Saving the global Internet requires limiting the growing concentration of power in the digital economy and preventing the Internet from becoming another engine of inequality
MANCHESTER – In a scene in the US sitcom Silicon Valley, digital startups compete for funding by presenting their ideas. In each presentation, company founders repeat the Silicon Valley mantra of “making the world a better place.” One founder pledges to make the world a better place through “software-defined data centers for cloud computing,” and another via “scalable, fault-tolerant distributed databases with asset transactions.”
Although the idea of the Internet “making the world a better place” is often ridiculed today, it’s easy to forget that this decade began amid optimism that new technologies would connect people, broaden access to information, and generate abundant new economic opportunities.
Coming from Syria, I experienced some of these potential benefits. In a country with limited space for debate, the Internet provided citizens with a forum to learn and discuss. And, following the 2011 Arab Spring protests, it played an important role in documenting events and sharing information. As millions of Syrians subsequently fled the country, the Internet became the only means of connecting them. A Syrian comedian joked that “Syrian society exists only on Facebook,” illustrating how the Internet became the only tool for people scattered around the world to maintain a sense of solidarity.

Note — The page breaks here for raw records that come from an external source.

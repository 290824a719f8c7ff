//! # Design
//!
//! - Centralize host and bootstrap errors.
//! - Keep error messages constant while carrying context fields for debugging.
//! - Preserve source errors without re-logging at call sites.

use std::io;

use thiserror::Error;

/// Result alias for host operations.
pub type HostResult<T> = Result<T, HostError>;

/// Errors surfaced through [`crate::HostHandle`] and the worker task.
#[derive(Debug, Error)]
pub enum HostError {
    /// No registered entity carries the requested name.
    #[error("unknown entity")]
    UnknownEntity {
        /// Requested entity name.
        name: String,
    },
    /// Platform setup has not completed yet.
    #[error("host is not ready")]
    NotReady,
    /// The worker task has stopped.
    #[error("host worker stopped")]
    Stopped,
    /// A switch command failed.
    #[error("switch command failed")]
    Switch {
        /// Entity display name.
        entity: String,
        /// Source switch error.
        #[source]
        source: sluice_switch::SwitchError,
    },
    /// Platform setup failed permanently.
    #[error("platform setup failed")]
    Setup {
        /// Source platform error.
        #[source]
        source: sluice_switch::PlatformError,
    },
}

/// Result alias for application bootstrap.
pub type AppResult<T> = Result<T, AppError>;

/// Application-level error type.
#[derive(Debug, Error)]
pub enum AppError {
    /// Configuration loading failed.
    #[error("configuration operation failed")]
    Config {
        /// Operation identifier.
        operation: &'static str,
        /// Source configuration error.
        #[source]
        source: sluice_config::ConfigError,
    },
    /// Telemetry operations failed.
    #[error("telemetry operation failed")]
    Telemetry {
        /// Operation identifier.
        operation: &'static str,
        /// Source telemetry error.
        #[source]
        source: sluice_telemetry::TelemetryError,
    },
    /// Host runtime failed.
    #[error("host operation failed")]
    Host {
        /// Operation identifier.
        operation: &'static str,
        /// Source host error.
        #[source]
        source: HostError,
    },
    /// Waiting for the shutdown signal failed.
    #[error("signal handling failed")]
    Signal {
        /// Source IO error.
        #[source]
        source: io::Error,
    },
}

impl AppError {
    pub(crate) const fn config(operation: &'static str, source: sluice_config::ConfigError) -> Self {
        Self::Config { operation, source }
    }

    pub(crate) const fn telemetry(
        operation: &'static str,
        source: sluice_telemetry::TelemetryError,
    ) -> Self {
        Self::Telemetry { operation, source }
    }

    pub(crate) const fn host(operation: &'static str, source: HostError) -> Self {
        Self::Host { operation, source }
    }
}

#[cfg(test)]
mod tests {
    use super::*;
    use std::error::Error as _;

    #[test]
    fn host_errors_keep_constant_messages() {
        let unknown = HostError::UnknownEntity {
            name: "Nope".into(),
        };
        assert_eq!(unknown.to_string(), "unknown entity");
        assert_eq!(HostError::Stopped.to_string(), "host worker stopped");
    }

    #[test]
    fn app_error_wraps_sources() {
        let err = AppError::host("host.join", HostError::NotReady);
        assert_eq!(err.to_string(), "host operation failed");
        assert!(err.source().is_some());

        let signal = AppError::Signal {
            source: io::Error::other("no signal"),
        };
        assert!(signal.source().is_some());
    }
}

Today, however, governments around the world are considering policies that would undermine the Internet’s openness and global reach. And they have many tools at their disposal. The Chinese authorities, for example, use a range of measures often collectively referred to as the “Great Firewall of China.” Other countries, such as Indonesia, Brazil, Russia, India, Turkey, and Nigeria, have considered—and some have implemented—similar measures in recent years. Russia’s “sovereign Internet law” is just one recent example of this trend.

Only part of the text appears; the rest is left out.